Meantime, “a hundred little projects” for the low bridge are continuing, though the big work – carbon-fiber wrap and epoxy injection, like the high bridge – is on the back burner while the high bridge stays in the spotlight. The “hundred little projects” are moving ahead, Marx said, including rerouting control wires and cables through an underground tube.

And as mentioned in a past briefing, they’re also working on what you might call an “undo list” – things that need to be removed (think of all those detour signs) or changed once the high bridge reopens. Marx explains that requires more logistics than you might expect, ensuring that crews “have space on their summer calendar,” for example.

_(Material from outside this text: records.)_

//! Outcome grading and the bounded martingale retry ladder.
//!
//! Deterministic grading compares the predicted direction to the realized
//! candle (close vs open) and is the default. Simulated grading draws
//! outcomes from configured win probabilities with a fixed seed; it exists
//! for demo data only and is never active unless explicitly configured.

use rand::rngs::StdRng;
use rand::{Rng, SeedableRng};

use crate::rules::Detection;
use crate::{
    Direction, Entry, EntryKind, MartingaleLevel, Ohlc, OhlcExt, Outcome, Ratio, Strategy,
};

/// Win probabilities and seed for simulated grading.
///
/// Defaults mirror the legacy demo constants: 0.60 for primary entries,
/// 0.50 for martingale retries. When the strategy descriptor carries an
/// `effectiveness` percent, it overrides the primary rate.
#[derive(Debug, Clone, PartialEq)]
pub struct SimulatedRates {
    pub entry_win_rate: Ratio,
    pub martingale_win_rate: Ratio,
    pub seed: u64,
}

impl Default for SimulatedRates {
    fn default() -> Self {
        Self {
            entry_win_rate: Ratio::new_const(0.60),
            martingale_win_rate: Ratio::new_const(0.50),
            seed: 0,
        }
    }
}

/// How entry outcomes are determined
#[derive(Debug, Clone, Default, PartialEq)]
pub enum GradingMode {
    /// Compare the prediction to the realized candle direction
    #[default]
    Deterministic,
    /// Seeded random draws against fixed win rates (demo mode)
    Simulated(SimulatedRates),
}

impl GradingMode {
    /// Start a grading session for one `analyze` invocation. Simulated
    /// sessions seed a fresh RNG so repeated runs are identical.
    pub(crate) fn session(&self, strategy: &Strategy) -> GraderSession {
        match self {
            GradingMode::Deterministic => GraderSession::Deterministic,
            GradingMode::Simulated(rates) => {
                let entry_rate = strategy
                    .effectiveness
                    .map(|percent| (percent / 100.0).clamp(0.0, 1.0))
                    .unwrap_or_else(|| rates.entry_win_rate.get());
                GraderSession::Simulated {
                    rng: StdRng::seed_from_u64(rates.seed),
                    entry_rate,
                    martingale_rate: rates.martingale_win_rate.get(),
                }
            }
        }
    }
}

/// Per-invocation grading state
pub(crate) enum GraderSession {
    Deterministic,
    Simulated {
        rng: StdRng,
        entry_rate: f64,
        martingale_rate: f64,
    },
}

impl GraderSession {
    /// Grade a detection and simulate the retry ladder: primary entry, then
    /// up to two martingale retries at the immediately following candles,
    /// same direction, stopping on a win or at the sequence end. Returns
    /// `(candle index, entry)` pairs in placement order.
    pub(crate) fn run_sequence<T: Ohlc>(
        &mut self,
        candles: &[T],
        detection: Detection,
    ) -> Vec<(usize, Entry)> {
        let mut placed = Vec::with_capacity(3);
        let mut index = detection.entry;

        let mut outcome = self.grade(candles, index, detection.direction, None);
        placed.push((
            index,
            Entry {
                kind: EntryKind::Primary,
                direction: detection.direction,
                outcome,
            },
        ));

        for level in [MartingaleLevel::First, MartingaleLevel::Second] {
            if outcome.is_win() || index + 1 >= candles.len() {
                break;
            }
            index += 1;
            outcome = self.grade(candles, index, detection.direction, Some(level));
            placed.push((
                index,
                Entry {
                    kind: EntryKind::Martingale(level),
                    direction: detection.direction,
                    outcome,
                },
            ));
        }

        placed
    }

    fn grade<T: Ohlc>(
        &mut self,
        candles: &[T],
        index: usize,
        predicted: Direction,
        level: Option<MartingaleLevel>,
    ) -> Outcome {
        match self {
            GraderSession::Deterministic => {
                if candles[index].realized_direction() == predicted {
                    Outcome::Win
                } else {
                    Outcome::Loss
                }
            }
            GraderSession::Simulated {
                rng,
                entry_rate,
                martingale_rate,
            } => {
                let rate = if level.is_some() {
                    *martingale_rate
                } else {
                    *entry_rate
                };
                if rng.gen_bool(rate) {
                    Outcome::Win
                } else {
                    Outcome::Loss
                }
            }
        }
    }
}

Yes, she said “summer.” So that brings us back to the concrete concern. As we reported earlier today, contractor Kraemer NA is now talking with supplier Cadman – one of the companies to which striking Teamsters Local 174 drivers said they’d return – about what’s needed for this project. In our conversation late today, we asked Marx for more specifics on those talks. She said they’re working on a “mix design,” aka recipe, for the “self-consolidating” concrete that’s needed for the post-tensioning (strengthening with steel cables). So what happened to the concern that even once the concrete was flowing again, the West Seattle Bridge wouldn’t be anywhere near the head of the line, because a relatively small amount is needed? Marx said it turns out “there’s not a very long line for this kind of concrete.” She also said Mayor Bruce Harrell has been “encouraging” Cadman to prioritize the bridge.

Here’s something that hasn’t changed: The estimated completion date can’t be calculated until the “last concrete pour” for the post-tensioning, Marx reiterated. And she’s not willing to estimate how long it’ll take Kraemer and Cadman to work out the details to get to the pouring point.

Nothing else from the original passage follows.